Essay On Utopia And Dystopia

Richard Dyer’s essay, “Entertainment and Utopia,” discusses utopian moments in entertainment, focusing specifically on musicals. His essay details the human desire for a better world as it is reflected in joyous musical numbers. He argues that these moments occur universally within all forms of entertainment. So then, do even dystopian novels, which by definition contradict utopian values, still support Dyer’s assertion that utopian values are present in all forms of entertainment?
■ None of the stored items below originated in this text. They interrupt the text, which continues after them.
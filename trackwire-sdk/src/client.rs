//! Realtime client: one WebSocket transport per authenticated session.
//!
//! A [`RealtimeClient`] is session-scoped: construct it at login, call
//! [`RealtimeClient::disconnect`] (or drop it) at logout. It is deliberately
//! not a process-wide singleton; inject it into the views that need it.
//!
//! `emit` is fire-and-forget: no acknowledgement is awaited, because callers
//! only emit after the corresponding REST mutation already succeeded. When
//! the transport is down, emits are silently dropped. This layer makes no
//! delivery guarantees.
//!
//! ## Reconnection
//!
//! The SDK does not implement automatic reconnection. A view that comes back
//! after a drop should call `connect()` again and re-fetch its data; there
//! is no event replay on the server.

use std::collections::HashMap;
use std::sync::Arc;

use futures_util::{SinkExt, StreamExt};
use parking_lot::Mutex;
use tokio::sync::mpsc;
use tokio_tungstenite::tungstenite::protocol::Message;
use tokio_tungstenite::{connect_async, tungstenite};

use crate::error::ClientError;
use crate::event::{ClientEvent, EventKind, ServerEvent};

/// Configuration for dialing the realtime gateway.
#[derive(Debug, Clone)]
pub struct ConnectConfig {
    /// Gateway origin, e.g. `ws://127.0.0.1:4600`.
    pub gateway_url: String,
    /// Bearer credential from the REST login flow. `None` means nobody is
    /// logged in; `connect()` refuses to dial without one.
    pub token: Option<String>,
}

type Handler = Arc<dyn Fn(&ServerEvent) + Send + Sync>;

/// One handler per kind; re-subscribing replaces rather than stacks, so a
/// view remount cannot leak stale handlers.
#[derive(Default)]
struct HandlerRegistry {
    handlers: Mutex<HashMap<EventKind, Handler>>,
}

impl HandlerRegistry {
    fn set(&self, kind: EventKind, handler: Handler) {
        self.handlers.lock().insert(kind, handler);
    }

    fn clear(&self, kind: EventKind) {
        self.handlers.lock().remove(&kind);
    }

    fn dispatch(&self, event: &ServerEvent) {
        // Clone out of the lock so a handler may re-subscribe.
        let handler = self.handlers.lock().get(&event.kind()).cloned();
        if let Some(handler) = handler {
            handler(event);
        }
    }
}

enum Command {
    Emit(ClientEvent),
    Close,
}

struct ConnectionHandle {
    cmd_tx: mpsc::UnboundedSender<Command>,
}

/// The realtime side of a logged-in session.
pub struct RealtimeClient {
    config: ConnectConfig,
    handlers: Arc<HandlerRegistry>,
    conn: Arc<Mutex<Option<ConnectionHandle>>>,
}

impl RealtimeClient {
    pub fn new(config: ConnectConfig) -> Self {
        Self {
            config,
            handlers: Arc::new(HandlerRegistry::default()),
            conn: Arc::new(Mutex::new(None)),
        }
    }

    /// Establish the transport. Refuses without a credential, maps a 401
    /// handshake to [`ClientError::Rejected`], and is idempotent while a
    /// live transport exists.
    pub async fn connect(&self) -> Result<(), ClientError> {
        let Some(token) = self.config.token.clone() else {
            tracing::debug!("connect() without a credential, staying offline");
            return Err(ClientError::MissingCredential);
        };
        if self.is_connected() {
            return Ok(());
        }

        let url = format!("{}/ws?token={token}", self.config.gateway_url);
        let (ws_stream, _response) = match connect_async(&url).await {
            Ok(ok) => ok,
            Err(tungstenite::Error::Http(resp)) if resp.status().as_u16() == 401 => {
                return Err(ClientError::Rejected);
            }
            Err(e) => return Err(ClientError::Transport(e.to_string())),
        };

        let (mut write, mut read) = ws_stream.split();
        let (cmd_tx, mut cmd_rx) = mpsc::unbounded_channel::<Command>();

        let handlers = self.handlers.clone();
        let mut read_task = tokio::spawn(async move {
            while let Some(frame) = read.next().await {
                match frame {
                    Ok(Message::Text(text)) => {
                        match serde_json::from_str::<ServerEvent>(&text) {
                            Ok(event) => handlers.dispatch(&event),
                            Err(e) => tracing::warn!("ignoring unparseable frame: {e}"),
                        }
                    }
                    Ok(Message::Close(_)) => break,
                    Ok(_) => {}
                    Err(e) => {
                        tracing::debug!("websocket read error: {e}");
                        break;
                    }
                }
            }
        });

        let mut write_task = tokio::spawn(async move {
            while let Some(cmd) = cmd_rx.recv().await {
                match cmd {
                    Command::Emit(event) => {
                        let json = match serde_json::to_string(&event) {
                            Ok(json) => json,
                            Err(e) => {
                                tracing::error!("failed to serialize {}: {e}", event.kind());
                                continue;
                            }
                        };
                        if write.send(Message::Text(json.into())).await.is_err() {
                            break;
                        }
                    }
                    Command::Close => break,
                }
            }
            let _ = write.send(Message::Close(None)).await;
        });

        // Whichever task ends first takes the other down with it, then
        // frees the slot so a later connect() can dial again.
        let conn = self.conn.clone();
        let guard_tx = cmd_tx.clone();
        tokio::spawn(async move {
            tokio::select! {
                _ = &mut read_task => write_task.abort(),
                _ = &mut write_task => read_task.abort(),
            }
            let mut slot = conn.lock();
            if slot.as_ref().is_some_and(|h| h.cmd_tx.same_channel(&guard_tx)) {
                slot.take();
            }
        });

        *self.conn.lock() = Some(ConnectionHandle { cmd_tx });
        tracing::info!("realtime session established");
        Ok(())
    }

    /// Tear down the transport. Safe to call when not connected.
    pub fn disconnect(&self) {
        if let Some(handle) = self.conn.lock().take() {
            let _ = handle.cmd_tx.send(Command::Close);
            tracing::info!("realtime session closed");
        }
    }

    pub fn is_connected(&self) -> bool {
        self.conn
            .lock()
            .as_ref()
            .is_some_and(|h| !h.cmd_tx.is_closed())
    }

    /// Fire-and-forget emit. Dropped silently when the transport is down.
    pub fn emit(&self, event: ClientEvent) {
        let slot = self.conn.lock();
        match slot.as_ref() {
            Some(handle) => {
                if handle.cmd_tx.send(Command::Emit(event)).is_err() {
                    tracing::debug!("realtime transport gone, dropping event");
                }
            }
            None => tracing::debug!("emit while disconnected, dropping event"),
        }
    }

    /// Register the handler for one event kind, replacing any previous one.
    pub fn subscribe<F>(&self, kind: EventKind, handler: F)
    where
        F: Fn(&ServerEvent) + Send + Sync + 'static,
    {
        self.handlers.set(kind, Arc::new(handler));
    }

    pub fn unsubscribe(&self, kind: EventKind) {
        self.handlers.clear(kind);
    }
}

#[cfg(test)]
mod tests {
    use super::*;
    use std::sync::atomic::{AtomicUsize, Ordering};

    #[tokio::test]
    async fn connect_without_credential_creates_no_transport() {
        let client = RealtimeClient::new(ConnectConfig {
            gateway_url: "ws://127.0.0.1:1".to_string(),
            token: None,
        });
        let result = client.connect().await;
        assert!(matches!(result, Err(ClientError::MissingCredential)));
        assert!(!client.is_connected());
    }

    #[test]
    fn disconnect_when_not_connected_is_a_noop() {
        let client = RealtimeClient::new(ConnectConfig {
            gateway_url: "ws://127.0.0.1:1".to_string(),
            token: Some("tok".to_string()),
        });
        client.disconnect();
        client.disconnect();
    }

    #[test]
    fn emit_while_disconnected_drops_silently() {
        let client = RealtimeClient::new(ConnectConfig {
            gateway_url: "ws://127.0.0.1:1".to_string(),
            token: Some("tok".to_string()),
        });
        client.emit(ClientEvent::IssueDeleted { id: 1 });
    }

    #[test]
    fn resubscribe_replaces_previous_handler() {
        let client = RealtimeClient::new(ConnectConfig {
            gateway_url: "ws://127.0.0.1:1".to_string(),
            token: Some("tok".to_string()),
        });

        let first = Arc::new(AtomicUsize::new(0));
        let second = Arc::new(AtomicUsize::new(0));

        let c = first.clone();
        client.subscribe(EventKind::PresenceOnline, move |_| {
            c.fetch_add(1, Ordering::SeqCst);
        });
        let c = second.clone();
        client.subscribe(EventKind::PresenceOnline, move |_| {
            c.fetch_add(1, Ordering::SeqCst);
        });

        let event = ServerEvent::PresenceOnline {
            user_id: 1,
            user_email: "a@example.com".to_string(),
        };
        client.handlers.dispatch(&event);

        assert_eq!(first.load(Ordering::SeqCst), 0);
        assert_eq!(second.load(Ordering::SeqCst), 1);

        client.unsubscribe(EventKind::PresenceOnline);
        client.handlers.dispatch(&event);
        assert_eq!(second.load(Ordering::SeqCst), 1);
    }
}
A quote from Margaret Atwood states “within every dystopia, there’s a little utopia.” Evidence of the truthfulness of that statement can be found in the following quote from Veronica Roth, the author of the popular dystopian novel, Divergent. Roth said: “Divergent was my utopian world. I mean, that wasn’t the plan… as I began to build the world, I realized that it was my utopia.” She could recognize the utopian ideals of her own fictional world. However, her utopia may be described as dystopian, considering that the world is not as peaceful and perfect as it initially seems. For her essay entitled “The Hunger Games as Dystopian Fiction,” Rena Nyman defined: “In contrast to a utopia, an imagined perfect world, a dystopia (from Greek root dus, bad, and topos, place) is defined as an imagined world in which everything is bad.  Common themes include government surveillance, poor living standards, totalitarian regimes, brainwashing, concealing of information, class dichotomies (particularly with a clear distinction and repression of the mass by the elite), police brutality, and status crimes.” (Nyman) It is common for utopias to fall short of their ideals or conceal dark secrets that would throw the once utopian society into complete chaos, dissolving into a dystopia. Although the idea of a utopian society can be briefly imagined, this society could not sustain itself due to the unpredictable nature of life. As Professor Gregory Eck reflects, “Because… utopia is rooted in theory, it will not always work.  In fact, more is written about the failure and impossibility of utopia than of its success, probably because the ideal has never been reached.” (Eck) Although we desire a world free of conflict and pain, it will never actually be achieved. The innate faults in our own human nature make it impossible for us to collectively strive for the same goal, despite it being for universal peace.

In Divergent, society is divided into five factions, each centered on a different core value: Abnegation, Amity, Candor, Dauntless, and Erudite. Prior to the events that take place in the novel the factions have been able to live in peace for many years as each one plays its role in society; thus successfully creating a utopian aesthetic. The faction, Abnegation, values selflessness and constantly concerns themselves with serving others. Similarly, the Amity faction values kindness and peace as they focus on farming and community. On the other hand, Dauntless are the militant protectors of the society who value bravery and fearlessness. While Amity and Dauntless hold opposing beliefs about the use of violence, both factions are necessary in order to maintain the balance. Each one has a core value which dictates its members’ roles in society. The Candor faction values honesty in all circumstances, and Erudite values knowledge; its members enjoy scholarly pursuits, such as scientific research and medicine. In the roles that the factions take on, they demonstrate the need for balance in a utopian society. However, this balance eventually collapses resulting in the deformation of the once utopia society into a dystopian society. This shift is brought upon by a conflict between Erudite and Abnegation. This initial conflict uncovers dark secrets about each one’s past and sparks a revolution.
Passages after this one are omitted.